The forgetting curve, in this framing, is not the rate at which the brain loses what it stored. It is the rate at which an autoregressive system loses the ability to regenerate its own past, given that the past is present only as compressed influence on the current state.
Open Questions
Is prior sequence decodable from the forward pass? The critical experiment: present the same stimuli in different temporal orders and ask whether V1 responses to a fixed probe carry decodable information about the specific prior sequence — not just the prior stimulus set. Order specificity is the uniquely autoregressive prediction. Predictive coding does not require it.
The hard problem: dissolved or solved? Claim 10 identifies consciousness with the autoregressive stream. The theoretical treatment argues that subjectivity is recursive output-intake navigation of an egocentric decision space — that there is nothing to add to this process to make it conscious. Whether this constitutes a dissolution of the hard problem (showing the explanatory gap was an artifact of separating processing from experience) or a solution (providing the missing bridge) remains a question the theory frames but does not settle.
The cognitive hierarchy. Ordering species by the depth and richness of their autoregressive machinery gives a principled account of cognitive complexity.

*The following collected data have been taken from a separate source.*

#[async_trait]
impl Storage for S3Storage {
    async fn upload(
        &self,
        key: &str,
        mut reader: ByteReader,
        size: u64,
        content_type: &str,
    ) -> StorageResult<()> {
        validate_key(key)?;

        // Small payloads go out as one PUT; larger ones are streamed part by
        // part so memory stays bounded at one part.
        let mut buffer = Vec::with_capacity((size as usize).min(UPLOAD_PART_SIZE));
        (&mut reader)
            .take(UPLOAD_PART_SIZE as u64)
            .read_to_end(&mut buffer)
            .await
            .map_err(|e| StorageError::UploadFailed(format!("Failed to read from stream: {}", e)))?;

        if buffer.len() < UPLOAD_PART_SIZE {
            return self.put_single(key, Bytes::from(buffer), content_type).await;
        }

        self.put_multipart(key, Bytes::from(buffer), reader, content_type)
            .await
    }

    async fn presign_upload_url(
        &self,
        key: &str,
        expires_in: Duration,
        content_type: &str,
    ) -> StorageResult<String> {
        validate_key(key)?;

        let presigned = self
            .client
            .put_object()
            .bucket(&self.bucket)
            .key(key)
            .content_type(content_type)
            .presigned(presigning_config(expires_in)?)
            .await
            .map_err(|e| StorageError::PresignFailed(e.to_string()))?;

        Ok(presigned.uri().to_string())
    }

    async fn init_multipart_upload(
        &self,
        key: &str,
        content_type: &str,
    ) -> StorageResult<MultipartUpload> {
        validate_key(key)?;

        let output = self
            .client
            .create_multipart_upload()
            .bucket(&self.bucket)
            .key(key)
            .content_type(content_type)
            .send()
            .await
            .map_err(|e| {
                tracing::error!(
                    error = %e,
                    bucket = %self.bucket,
                    key = %key,
                    "Failed to create multipart upload"
                );
                StorageError::BackendError(e.to_string())
            })?;

        let upload_id = output.upload_id().ok_or_else(|| {
            StorageError::BackendError("No upload ID returned from backend".to_string())
        })?;

        tracing::debug!(bucket = %self.bucket, key = %key, upload_id = %upload_id, "Multipart upload initiated");

        Ok(MultipartUpload {
            upload_id: upload_id.to_string(),
            key: key.to_string(),
        })
    }

    async fn presign_part_url(
        &self,
        key: &str,
        upload_id: &str,
        part_number: i32,
        expires_in: Duration,
    ) -> StorageResult<String> {
        validate_key(key)?;
        validate_part_number(part_number)?;

        let presigned = self
            .client
            .upload_part()
            .bucket(&self.bucket)
            .key(key)
            .upload_id(upload_id)
            .part_number(part_number)
            .presigned(presigning_config(expires_in)?)
            .await
            .map_err(|e| StorageError::PresignFailed(e.to_string()))?;

        Ok(presigned.uri().to_string())
    }

    async fn complete_multipart_upload(
        &self,
        key: &str,
        upload_id: &str,
        parts: &[CompletedPart],
    ) -> StorageResult<()> {
        validate_key(key)?;
        validate_parts(parts)?;
        let start = std::time::Instant::now();

        let completed = CompletedMultipartUpload::builder()
            .set_parts(Some(
                parts
                    .iter()
                    .map(|part| {
                        S3CompletedPart::builder()
                            .part_number(part.part_number)
                            .e_tag(&part.etag)
                            .build()
                    })
                    .collect(),
            ))
            .build();

        self.client
            .complete_multipart_upload()
            .bucket(&self.bucket)
            .key(key)
            .upload_id(upload_id)
            .multipart_upload(completed)
            .send()
            .await
            .map_err(|e| {
                tracing::error!(
                    error = %e,
                    bucket = %self.bucket,
                    key = %key,
                    upload_id = %upload_id,
                    "Failed to complete multipart upload"
                );
                match service_code(&e) {
                    Some("InvalidPart") | Some("InvalidPartOrder") | Some("NoSuchUpload")
                    | Some("EntityTooSmall") => StorageError::InvalidMultipart(e.to_string()),
                    _ => StorageError::UploadFailed(e.to_string()),
                }
            })?;

        tracing::info!(
            bucket = %self.bucket,
            key = %key,
            parts = parts.len(),
            duration_ms = start.elapsed().as_secs_f64() * 1000.0,
            "Multipart upload completed"
        );

        Ok(())
    }

    async fn abort_multipart_upload(&self, key: &str, upload_id: &str) -> StorageResult<()> {
        validate_key(key)?;

        match self
            .client
            .abort_multipart_upload()
            .bucket(&self.bucket)
            .key(key)
            .upload_id(upload_id)
            .send()
            .await
        {
            Ok(_) => Ok(()),
            Err(e) if service_code(&e) == Some("NoSuchUpload") => Ok(()),
            Err(e) => Err(StorageError::BackendError(e.to_string())),
        }
    }

    async fn presign_download_url(
        &self,
        key: &str,
        expires_in: Duration,
        options: &PresignOptions,
    ) -> StorageResult<String> {
        self.presign_get(key, expires_in, options, true).await
    }

    async fn delete(&self, key: &str) -> StorageResult<()> {
        validate_key(key)?;
        let start = std::time::Instant::now();

        self.client
            .delete_object()
            .bucket(&self.bucket)
            .key(key)
            .send()
            .await
            .map_err(|e| {
                tracing::error!(
                    error = %e,
                    bucket = %self.bucket,
                    key = %key,
                    duration_ms = start.elapsed().as_secs_f64() * 1000.0,
                    "S3 delete failed"
                );
                StorageError::DeleteFailed(e.to_string())
            })?;

        tracing::info!(
            bucket = %self.bucket,
            key = %key,
            duration_ms = start.elapsed().as_secs_f64() * 1000.0,
            "S3 delete successful"
        );

        Ok(())
    }

    async fn head(&self, key: &str) -> StorageResult<Option<ObjectMeta>> {
        validate_key(key)?;

        match self
            .client
            .head_object()
            .bucket(&self.bucket)
            .key(key)
            .send()
            .await
        {
            Ok(output) => Ok(Some(ObjectMeta {
                size: output.content_length().unwrap_or_default().max(0) as u64,
                content_type: output.content_type().map(String::from),
            })),
            Err(e) => match &e {
                SdkError::ServiceError(service_err) => match service_err.err() {
                    HeadObjectError::NotFound(_) => Ok(None),
                    _ => Err(StorageError::BackendError(e.to_string())),
                },
                _ => Err(StorageError::BackendError(e.to_string())),
            },
        }
    }

    async fn get_object(&self, key: &str) -> StorageResult<ObjectStream> {
        validate_key(key)?;
        let start = std::time::Instant::now();

        let response = self
            .client
            .get_object()
            .bucket(&self.bucket)
            .key(key)
            .send()
            .await
            .map_err(|e| match &e {
                SdkError::ServiceError(service_err) => match service_err.err() {
                    GetObjectError::NoSuchKey(_) => StorageError::NotFound(key.to_string()),
                    _ => StorageError::DownloadFailed(e.to_string()),
                },
                _ => StorageError::DownloadFailed(e.to_string()),
            })?;

        let content_type = response.content_type().map(String::from);
        let content_length = response.content_length().map(|len| len.max(0) as u64);

        let bucket = self.bucket.clone();
        let key = key.to_string();
        let stream = ReaderStream::new(response.body.into_async_read()).map(move |item| {
            item.map_err(|e| {
                tracing::error!(
                    error = %e,
                    bucket = %bucket,
                    key = %key,
                    duration_ms = start.elapsed().as_secs_f64() * 1000.0,
                    "S3 stream download error"
                );
                StorageError::DownloadFailed(e.to_string())
            })
        });

        Ok(ObjectStream {
            body: Box::pin(stream),
            content_type,
            content_length,
        })
    }

    fn backend_type(&self) -> StorageBackend {
        self.backend
    }
}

Diagnostic behaviors: object permanence, trace vs. delay conditioning, working memory span, planning horizon, language. The acquisition of autoregressive machinery and the emergence of memory may be the same evolutionary event.
How does distributed neural processing produce unified \(y_t\)? The architectural claim is clear: one generator, one state per cycle. The physiological question of how spatially distributed cortical activity converges into a single generated state remains open. This is the residual binding question — not why experience is unified (that follows from the architecture) but how the neural hardware implements a single \(\mathcal{G}\).